- K-3 highlighted in red

Route information
- Maintained by KDOT
- Length: 43.262 mi (69.623 km)
- Existed: c. 1927–present

Major junctions
- South end: K-47 west of Girard
- US-54 north of Uniontown
- North end: K-31 west of Blue Mound

Location
- Country: United States
- State: Kansas
- Counties: Crawford, Bourbon, Linn

Highway system
- Kansas State Highway System; Interstate; US; State; Spurs;
| ← K-2 |  | → K-4 |

= K-3 (Kansas highway) =

State highway in Kansas, U.S.

K-3 is a 43.262 mi state highway in southeastern Kansas that runs through Crawford, Bourbon and Linn counties from K-47 near Girard to K-31 near Blue Mound. It was designated around 1932, and the entire route was paved by 1958. The road is maintained by the Kansas Department of Transportation (KDOT), and is a two-lane road for its entire length. The route's concurrency with U.S. Route 54 (US-54) is a part of the National Highway System.

==Route description==
K-3 begins at an intersection with K-47 west of Girard in Crawford County and heads north on a two-lane road through plains. Approximately 3 mi north of its southern terminus, the route passes through the small community of Brazilton. North of here, the highway curves to the west, intersects the eastern terminus of K-146, and turns back to the north. K-3 crosses a branch of the Walnut Creek and continues north and cuts through Hepler. The route then enters Bourbon County. North of the county line, K-3 turns east and begins a concurrency with K-39. Shortly after, the highway leaves K-39 and turns to the north, continuing in that direction for about 7 mi before bending to the northwest. K-3 then curves to the north and crosses the Marmaton River.

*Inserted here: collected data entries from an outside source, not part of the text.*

//! The stack: construct scope, resource graph and synthesis
//!
//! Every construct is created against a `&mut Stack`. The stack owns the
//! construct tree (to detect id collisions), the logical id to node map, and
//! the validations gathered while the graph is built. [`Stack::synth`] runs
//! those validations and resolves every deferred reference in one pass; it
//! either returns a complete template or fails without producing output.

mod path;
mod validation;

pub use path::ConstructPath;
pub use validation::{PolicyValidation, Validation};

use crate::config::{Environment, StackConfig};
use crate::error::{Error, Result};
use crate::node::{LogicalId, ResourceNode};
use crate::policy::PolicyDocument;
use crate::schema::SchemaValidator;
use crate::template::{Output, Template};
use crate::token::{Pseudo, ReferenceContext, Token};
use serde_json::{Map, Value};
use std::collections::{BTreeMap, HashMap, HashSet};
use tracing::{debug, info};

/// A deployable unit of resources
#[derive(Debug)]
pub struct Stack {
    config: StackConfig,
    constructs: HashSet<ConstructPath>,
    node_paths: HashMap<ConstructPath, LogicalId>,
    resources: BTreeMap<LogicalId, ResourceNode>,
    outputs: BTreeMap<String, (Token, Option<String>)>,
    validations: Vec<Box<dyn Validation>>,
}

impl Stack {
    pub fn new(config: StackConfig) -> Self {
        debug!("Creating stack: {}", config.name);
        Self {
            config,
            constructs: HashSet::new(),
            node_paths: HashMap::new(),
            resources: BTreeMap::new(),
            outputs: BTreeMap::new(),
            validations: Vec::new(),
        }
    }

    /// Stack with default configuration and the given name
    pub fn named(name: &str) -> Self {
        Self::new(StackConfig::new(name))
    }

    pub fn name(&self) -> &str {
        &self.config.name
    }

    pub fn config(&self) -> &StackConfig {
        &self.config
    }

    pub fn environment(&self) -> &Environment {
        &self.config.env
    }

    /// Claim `id` under `parent` (or at the top level)
    pub fn register_construct(
        &mut self,
        parent: Option<&ConstructPath>,
        id: &str,
    ) -> Result<ConstructPath> {
        path::validate_id(id)?;

        let path = match parent {
            Some(parent) => parent.child(id),
            None => ConstructPath::root(id),
        };

        if !self.constructs.insert(path.clone()) {
            return Err(Error::duplicate_construct(path.to_string()));
        }

        debug!("Registered construct: {}", path);
        Ok(path)
    }

    pub fn has_construct(&self, path: &ConstructPath) -> bool {
        self.constructs.contains(path)
    }

    /// Whether `parent` already has a child construct named `id`
    pub fn has_child(&self, parent: &ConstructPath, id: &str) -> bool {
        self.constructs.contains(&parent.child(id))
    }

    /// Register a construct at `parent/id` holding `node`, returning the
    /// node's logical id
    pub fn add_node(
        &mut self,
        parent: Option<&ConstructPath>,
        id: &str,
        node: ResourceNode,
    ) -> Result<LogicalId> {
        let path = self.register_construct(parent, id)?;
        let logical_id = path::allocate_logical_id(&path);

        if self.resources.contains_key(&logical_id) {
            self.constructs.remove(&path);
            return Err(Error::DuplicateLogicalId {
                logical_id: logical_id.to_string(),
                path: path.to_string(),
            });
        }

        debug!(
            "Added {} as {} ({})",
            node.resource_type(),
            logical_id,
            path
        );
        self.node_paths.insert(path, logical_id.clone());
        self.resources.insert(logical_id.clone(), node);
        Ok(logical_id)
    }

    /// Add a top-level resource of any type
    pub fn add_resource(&mut self, id: &str, node: ResourceNode) -> Result<LogicalId> {
        self.add_node(None, id, node)
    }

    /// Logical id of the node registered at `parent/id`, if any
    pub fn logical_id_at(&self, parent: &ConstructPath, id: &str) -> Option<&LogicalId> {
        self.node_paths.get(&parent.child(id))
    }

    pub fn node(&self, logical_id: &LogicalId) -> Option<&ResourceNode> {
        self.resources.get(logical_id)
    }

    pub fn node_mut(&mut self, logical_id: &LogicalId) -> Option<&mut ResourceNode> {
        self.resources.get_mut(logical_id)
    }

    /// The policy document stored in `property` of a node
    pub fn policy_mut(
        &mut self,
        logical_id: &LogicalId,
        property: &str,
    ) -> Result<&mut PolicyDocument> {
        self.resources
            .get_mut(logical_id)
            .and_then(|node| node.policy_mut(property))
            .ok_or_else(|| Error::missing_property(logical_id.as_str(), property, "policy"))
    }

    pub fn resources(&self) -> impl Iterator<Item = (&LogicalId, &ResourceNode)> {
        self.resources.iter()
    }

    /// Nodes of a given resource type, in logical id order
    pub fn resources_of_type<'a>(
        &'a self,
        resource_type: &'a str,
    ) -> impl Iterator<Item = (&'a LogicalId, &'a ResourceNode)> + 'a {
        self.resources
            .iter()
            .filter(move |(_, node)| node.resource_type() == resource_type)
    }

    pub fn resource_count(&self) -> usize {
        self.resources.len()
    }

    /// Register a check that runs during synthesis
    pub fn add_validation(&mut self, validation: Box<dyn Validation>) {
        self.validations.push(validation);
    }

    /// Export a value from the stack
    pub fn add_output(
        &mut self,
        id: &str,
        value: impl Into<Token>,
        description: Option<&str>,
    ) -> Result<()> {
        path::validate_output_id(id)?;
        self.register_construct(None, id)?;
        self.outputs.insert(
            id.to_string(),
            (value.into(), description.map(str::to_string)),
        );
        Ok(())
    }

    /// Resolve a token against this stack
    pub fn resolve(&self, token: &Token) -> Result<Value> {
        token.resolve(self)
    }

    /// Run every registered validation and return all violations
    pub fn validate(&self) -> Vec<String> {
        self.validations
            .iter()
            .flat_map(|validation| validation.validate(self))
            .collect()
    }

    /// Validate the graph and render it into a template
    pub fn synth(&self) -> Result<Template> {
        info!(
            "Synthesizing stack '{}' ({} resources)",
            self.name(),
            self.resources.len()
        );

        let errors = self.validate();
        if !errors.is_empty() {
            return Err(Error::synthesis(errors));
        }

        let mut resources = Map::new();
        for (logical_id, node) in &self.resources {
            resources.insert(logical_id.to_string(), node.to_template(self)?);
        }

        let mut outputs = Map::new();
        for (id, (value, description)) in &self.outputs {
            let output = Output {
                value: value.resolve(self)?,
                description: description.clone(),
            };
            outputs.insert(id.clone(), serde_json::to_value(output)?);
        }

        let template = Template::new(self.config.description.clone(), resources, outputs);
        SchemaValidator::global()?.validate(&template.to_value()?, "template")?;

        debug!("Stack '{}' synthesized", self.name());
        Ok(template)
    }
}

impl ReferenceContext for Stack {
    fn pseudo_value(&self, pseudo: Pseudo) -> Option<String> {
        let env = &self.config.env;
        match pseudo {
            Pseudo::Partition => env.partition.clone(),
            Pseudo::Region => env.region.clone(),
            Pseudo::AccountId => env.account.clone(),
            Pseudo::StackName => None,
            Pseudo::UrlSuffix => env.url_suffix().map(str::to_string),
        }
    }

    fn has_resource(&self, logical_id: &LogicalId) -> bool {
        self.resources.contains_key(logical_id)
    }
}
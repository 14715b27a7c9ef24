//! Construct paths and logical id allocation

use crate::error::{Error, Result};
use crate::node::LogicalId;
use sha2::{Digest, Sha256};
use std::fmt;

/// Path component that is left out of the human-readable part of a logical id
const HIDDEN_ID: &str = "Resource";

/// Same as [`HIDDEN_ID`], for constructs whose child is their default node
const HIDDEN_DEFAULT_ID: &str = "Default";

const HASH_LEN: usize = 8;

/// Upper bound for the human-readable part, leaving room for the hash
const MAX_HUMAN_LEN: usize = 240;

/// Longest logical id or output id a template accepts
const MAX_ID_LEN: usize = 255;

/// Location of a construct in the tree, e.g. `Secret/Attachment`
#[derive(Debug, Clone, PartialEq, Eq, Hash, PartialOrd, Ord)]
pub struct ConstructPath(Vec<String>);

impl ConstructPath {
    pub(crate) fn root(id: &str) -> Self {
        Self(vec![id.to_string()])
    }

    pub(crate) fn child(&self, id: &str) -> Self {
        let mut components = self.0.clone();
        components.push(id.to_string());
        Self(components)
    }

    pub fn components(&self) -> &[String] {
        &self.0
    }

    /// The construct's own id (last component)
    pub fn id(&self) -> &str {
        self.0.last().map(String::as_str).unwrap_or_default()
    }

    pub fn depth(&self) -> usize {
        self.0.len()
    }
}

impl fmt::Display for ConstructPath {
    fn fmt(&self, f: &mut fmt::Formatter<'_>) -> fmt::Result {
        write!(f, "{}", self.0.join("/"))
    }
}

/// Reject ids that cannot be placed in a path or turned into a logical id
pub(crate) fn validate_id(id: &str) -> Result<()> {
    if id.is_empty() {
        return Err(Error::invalid_construct_id(id, "id must not be empty"));
    }
    if id.chars().count() > MAX_ID_LEN {
        return Err(Error::invalid_construct_id(
            id,
            format!("id must be at most {} characters", MAX_ID_LEN),
        ));
    }
    if id.contains('/') {
        return Err(Error::invalid_construct_id(
            id,
            "id must not contain the path separator '/'",
        ));
    }
    if !id.chars().any(|c| c.is_ascii_alphanumeric()) {
        return Err(Error::invalid_construct_id(
            id,
            "id must contain at least one alphanumeric character",
        ));
    }
    Ok(())
}

/// Output ids appear verbatim in the template, so only ASCII letters and
/// digits are allowed
pub(crate) fn validate_output_id(id: &str) -> Result<()> {
    validate_id(id)?;
    if !id.chars().all(|c| c.is_ascii_alphanumeric()) {
        return Err(Error::invalid_construct_id(
            id,
            "output id must contain only ASCII letters and digits",
        ));
    }
    Ok(())
}

/// Derive the logical id for a node at `path`.
///
/// Top-level nodes keep their (sanitized) id. Nested nodes get the
/// concatenated path components followed by a hash of the full path, so that
/// `A/BC` and `AB/C` never collide.
pub(crate) fn allocate_logical_id(path: &ConstructPath) -> LogicalId {
    let components = path.components();
    if components.len() == 1 {
        return LogicalId::new(sanitize(&components[0]));
    }

    let mut human: String = components
        .iter()
        .filter(|c| c.as_str() != HIDDEN_ID && c.as_str() != HIDDEN_DEFAULT_ID)
        .map(|c| sanitize(c))
        .collect();
    human.truncate(MAX_HUMAN_LEN);

    LogicalId::new(format!("{}{}", human, path_hash(components)))
}

fn sanitize(component: &str) -> String {
    component
        .chars()
        .filter(|c| c.is_ascii_alphanumeric())
        .collect()
}

fn path_hash(components: &[String]) -> String {
    let digest = Sha256::digest(components.join("/").as_bytes());
    let mut encoded = hex::encode_upper(digest);
    encoded.truncate(HASH_LEN);
    encoded
}

#[cfg(test)]
mod tests {
    use super::*;
    use test_case::test_case;

    #[test]
    fn test_top_level_id_kept() {
        let path = ConstructPath::root("DatabaseInstance");
        assert_eq!(allocate_logical_id(&path).as_str(), "DatabaseInstance");
    }

    #[test]
    fn test_nested_id_gets_hash_and_hides_resource() {
        let path = ConstructPath::root("Secret").child("Resource");
        let id = allocate_logical_id(&path);
        assert!(id.as_str().starts_with("Secret"));
        assert_eq!(id.as_str().len(), "Secret".len() + HASH_LEN);
        assert!(!id.as_str().contains("Resource"));
    }

    #[test]
    fn test_allocation_is_deterministic() {
        let path = ConstructPath::root("Secret").child("Attachment");
        assert_eq!(allocate_logical_id(&path), allocate_logical_id(&path));
    }

    #[test]
    fn test_ambiguous_paths_do_not_collide() {
        let a = ConstructPath::root("A").child("BC");
        let b = ConstructPath::root("AB").child("C");
        assert_ne!(allocate_logical_id(&a), allocate_logical_id(&b));
    }

    #[test]
    fn test_sanitizes_punctuation() {
        let path = ConstructPath::root("my-secret").child("rotation_1");
        let id = allocate_logical_id(&path);
        assert!(id.as_str().starts_with("mysecretrotation1"));
    }

    #[test_case("" ; "empty")]
    #[test_case("a/b" ; "separator")]
    #[test_case("--" ; "no alphanumerics")]
    fn test_invalid_ids_rejected(id: &str) {
        assert!(validate_id(id).is_err());
    }

    #[test]
    fn test_overlong_id_rejected() {
        let longest = "A".repeat(MAX_ID_LEN);
        assert!(validate_id(&longest).is_ok());
        assert_eq!(
            allocate_logical_id(&ConstructPath::root(&longest)).as_str().len(),
            MAX_ID_LEN
        );
        assert!(validate_id(&"A".repeat(MAX_ID_LEN + 1)).is_err());
    }

    #[test]
    fn test_deep_path_logical_id_fits() {
        let long = "B".repeat(MAX_ID_LEN);
        let path = ConstructPath::root(&long).child(&long);
        assert!(allocate_logical_id(&path).as_str().len() <= MAX_ID_LEN);
    }

    #[test_case("SecretArn", true ; "alphanumeric")]
    #[test_case("secret-arn", false ; "hyphen")]
    #[test_case("secret_arn", false ; "underscore")]
    fn test_output_ids(id: &str, ok: bool) {
        assert_eq!(validate_output_id(id).is_ok(), ok);
    }

    #[test]
    fn test_path_display() {
        let path = ConstructPath::root("Secret").child("Attachment").child("Rotation");
        assert_eq!(path.to_string(), "Secret/Attachment/Rotation");
        assert_eq!(path.id(), "Rotation");
        assert_eq!(path.depth(), 3);
    }
}
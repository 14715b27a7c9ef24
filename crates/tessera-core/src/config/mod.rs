//! Configuration loading and management

mod loader;
mod types;

pub use loader::LoadedConfig;
pub use types::{
    DefaultsConfig, Environment, OutputConfig, OutputFormat, StackConfig, DEFAULT_OUTPUT_DIR,
};
//! ARN parsing
//!
//! Only the shape needed to import a secret is checked. Secret ARNs end in
//! `secret:<name>-<suffix>`, where the suffix is six random characters added
//! by the service. Stripping it is a heuristic: a name that itself ends in
//! `-<alphanumerics>` cannot be told apart from a suffixed name.

use crate::error::{Error, Result};
use regex::Regex;
use std::sync::LazyLock;
use tracing::warn;

/// Length of the random suffix the service appends to secret names
pub const SECRET_SUFFIX_LEN: usize = 6;

static SECRET_RESOURCE_RE: LazyLock<Regex> = LazyLock::new(|| {
    Regex::new(r"^secret:(?P<name>.+)-(?P<suffix>[A-Za-z0-9]+)$")
        .expect("secret resource regex is valid")
});

/// The components of `arn:partition:service:region:account:resource`
#[derive(Debug, Clone, PartialEq, Eq)]
pub struct Arn {
    pub partition: String,
    pub service: String,
    pub region: String,
    pub account: String,
    pub resource: String,
}

impl Arn {
    pub fn parse(arn: &str) -> Result<Self> {
        let parts: Vec<&str> = arn.splitn(6, ':').collect();
        if parts.len() != 6 {
            return Err(Error::invalid_arn(arn, "expected 6 colon-separated components"));
        }
        if parts[0] != "arn" {
            return Err(Error::invalid_arn(arn, "must start with 'arn:'"));
        }
        if parts[5].is_empty() {
            return Err(Error::invalid_arn(arn, "missing resource component"));
        }

        Ok(Self {
            partition: parts[1].to_string(),
            service: parts[2].to_string(),
            region: parts[3].to_string(),
            account: parts[4].to_string(),
            resource: parts[5].to_string(),
        })
    }
}

/// Extract the secret name from a full secret ARN, dropping the random suffix
pub fn parse_secret_name(arn: &str) -> Result<String> {
    let parsed = Arn::parse(arn)?;
    let captures = SECRET_RESOURCE_RE
        .captures(&parsed.resource)
        .ok_or_else(|| {
            Error::invalid_arn(arn, "resource must have the form 'secret:<name>-<suffix>'")
        })?;

    let suffix = &captures["suffix"];
    if suffix.len() != SECRET_SUFFIX_LEN {
        warn!(
            "Secret ARN suffix '{}' is {} characters, expected {}; name may be truncated",
            suffix,
            suffix.len(),
            SECRET_SUFFIX_LEN
        );
    }

    Ok(captures["name"].to_string())
}

#[cfg(test)]
mod tests {
    use super::*;
    use test_case::test_case;

    #[test]
    fn test_parse_components() {
        let arn = Arn::parse("arn:aws:secretsmanager:eu-west-1:111122223333:secret:db-AbC123")
            .unwrap();
        assert_eq!(arn.partition, "aws");
        assert_eq!(arn.service, "secretsmanager");
        assert_eq!(arn.region, "eu-west-1");
        assert_eq!(arn.account, "111122223333");
        assert_eq!(arn.resource, "secret:db-AbC123");
    }

    #[test_case("arn:aws:secretsmanager:us-east-1:111122223333:secret:MySecret-f3gDy9", "MySecret" ; "simple")]
    #[test_case("arn:aws:secretsmanager:us-east-1:111122223333:secret:prod/db-creds-f3gDy9", "prod/db-creds" ; "hyphenated path")]
    #[test_case("arn:aws-cn:secretsmanager:cn-north-1:111122223333:secret:a-b-c-XYZ789", "a-b-c" ; "other partition")]
    fn test_secret_name(arn: &str, expected: &str) {
        assert_eq!(parse_secret_name(arn).unwrap(), expected);
    }

    #[test_case("arn:aws:secretsmanager:us-east-1:111122223333:" ; "empty resource")]
    #[test_case("arn:aws:secretsmanager:us-east-1:111122223333" ; "missing resource")]
    #[test_case("aws:secretsmanager:us-east-1:111122223333:secret:x-abcdef:1" ; "no arn prefix")]
    #[test_case("arn:aws:secretsmanager:us-east-1:111122223333:secret:nosuffix" ; "no suffix")]
    #[test_case("arn:aws:secretsmanager:us-east-1:111122223333:key:name-abcdef" ; "not a secret")]
    fn test_rejects(arn: &str) {
        assert!(matches!(
            parse_secret_name(arn),
            Err(Error::InvalidArn { .. })
        ));
    }
}
//! Secrets Manager constructs for Tessera
//!
//! This crate builds on `tessera-core` with:
//! - **Secrets**: generated values, KMS encryption, removal policies
//! - **Imports**: existing secrets by ARN, by ARN with key, or by name
//! - **Access**: read/write grants and lazily created resource policies
//! - **Databases**: target attachments and rotation schedules
//! - **Dynamic references**: `{{resolve:secretsmanager:...}}` values

pub mod arn;
pub mod attachment;
pub mod dynamic_reference;
pub mod error;
pub mod generation;
pub mod key;
pub mod rotation;
pub mod secret;

pub use arn::{parse_secret_name, Arn};
pub use attachment::{AttachmentTargetProps, AttachmentTargetType, SecretAttachmentTarget};
pub use dynamic_reference::{DynamicReference, DynamicReferenceService, SecretValueOptions};
pub use error::{Error, Result};
pub use generation::SecretStringGenerator;
pub use key::{Key, KeyProps, KeyRef};
pub use rotation::{RotationLambda, RotationSchedule, RotationScheduleOptions};
pub use secret::{Secret, SecretAttributes, SecretProps};

// Traits needed to call grant and policy methods on handles
pub use tessera_core::{Grantable, ResourceWithPolicy};
//! Permission grants
//!
//! A grant puts a statement wherever it can take effect: on the grantee's own
//! identity policy when it has one, otherwise on the resource's policy with
//! the grantee named as principal.

use crate::error::Result;
use crate::policy::{PolicyPrincipal, PolicyStatement};
use crate::stack::Stack;
use tracing::{debug, warn};

/// Something that can be granted permissions
pub trait Grantable {
    /// The principal to name in resource policies
    fn grant_principal(&self) -> PolicyPrincipal;

    /// Add a statement to this grantee's identity policy.
    ///
    /// Returns `false` when the grantee has no identity policy of its own.
    fn add_to_principal_policy(
        &self,
        stack: &mut Stack,
        statement: PolicyStatement,
    ) -> Result<bool>;
}

/// A resource that carries its own access policy
pub trait ResourceWithPolicy {
    /// Add a statement to the resource policy.
    ///
    /// Returns `false` when the resource's policy cannot be modified.
    fn add_to_resource_policy(&self, stack: &mut Stack, statement: PolicyStatement)
        -> Result<bool>;
}

/// Principals without an identity policy (accounts, services, anyone)
impl Grantable for PolicyPrincipal {
    fn grant_principal(&self) -> PolicyPrincipal {
        self.clone()
    }

    fn add_to_principal_policy(
        &self,
        _stack: &mut Stack,
        _statement: PolicyStatement,
    ) -> Result<bool> {
        Ok(false)
    }
}

/// Where the statements of a grant ended up
#[derive(Debug, Clone, Default, PartialEq)]
pub struct Grant {
    pub principal_statement: Option<PolicyStatement>,
    pub resource_statement: Option<PolicyStatement>,
}

impl Grant {
    /// Whether any statement was added
    pub fn success(&self) -> bool {
        self.principal_statement.is_some() || self.resource_statement.is_some()
    }

    /// Try the grantee's identity policy first, then the resource policy.
    ///
    /// `statement` must not name a principal; the grantee's principal is added
    /// when falling back to the resource policy.
    pub fn add_to_principal_or_resource(
        stack: &mut Stack,
        grantee: &dyn Grantable,
        statement: PolicyStatement,
        resource: &dyn ResourceWithPolicy,
    ) -> Result<Grant> {
        if grantee.add_to_principal_policy(stack, statement.clone())? {
            debug!("Granted {:?} through identity policy", statement.actions());
            return Ok(Grant {
                principal_statement: Some(statement),
                resource_statement: None,
            });
        }

        let principal = grantee.grant_principal();
        let resource_statement = statement.with_principal(principal.clone());
        if resource.add_to_resource_policy(stack, resource_statement.clone())? {
            debug!("Granted {} through resource policy", principal);
            return Ok(Grant {
                principal_statement: None,
                resource_statement: Some(resource_statement),
            });
        }

        warn!(
            "Could not grant {:?} to {}: neither an identity nor a resource policy is available",
            resource_statement.actions(),
            principal
        );
        Ok(Grant::default())
    }

    /// Add only to the grantee's identity policy
    pub fn add_to_principal(
        stack: &mut Stack,
        grantee: &dyn Grantable,
        statement: PolicyStatement,
    ) -> Result<Grant> {
        if grantee.add_to_principal_policy(stack, statement.clone())? {
            Ok(Grant {
                principal_statement: Some(statement),
                resource_statement: None,
            })
        } else {
            warn!(
                "{} has no identity policy; {:?} not granted",
                grantee.grant_principal(),
                statement.actions()
            );
            Ok(Grant::default())
        }
    }
}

Continuing north of the river, the highway twists to the northeast and passes through Uniontown. Just north of Uniontown, K-3 enters a concurrency with U.S. Route 54 (US-54) and turns west. The highways curve to the northwest, running through slightly wooded flat lands. K-3 leaves the concurrency with US-54 just east of the city of Bronson and turns north. About 7 mi north of the concurrency, K-3 serves as the eastern terminus of K-65. After this intersection, the highway crosses the Little Osage River, then enters Linn County. North of here, K-3 meets its northern terminus at an intersection with K-31 east of Blue Mound.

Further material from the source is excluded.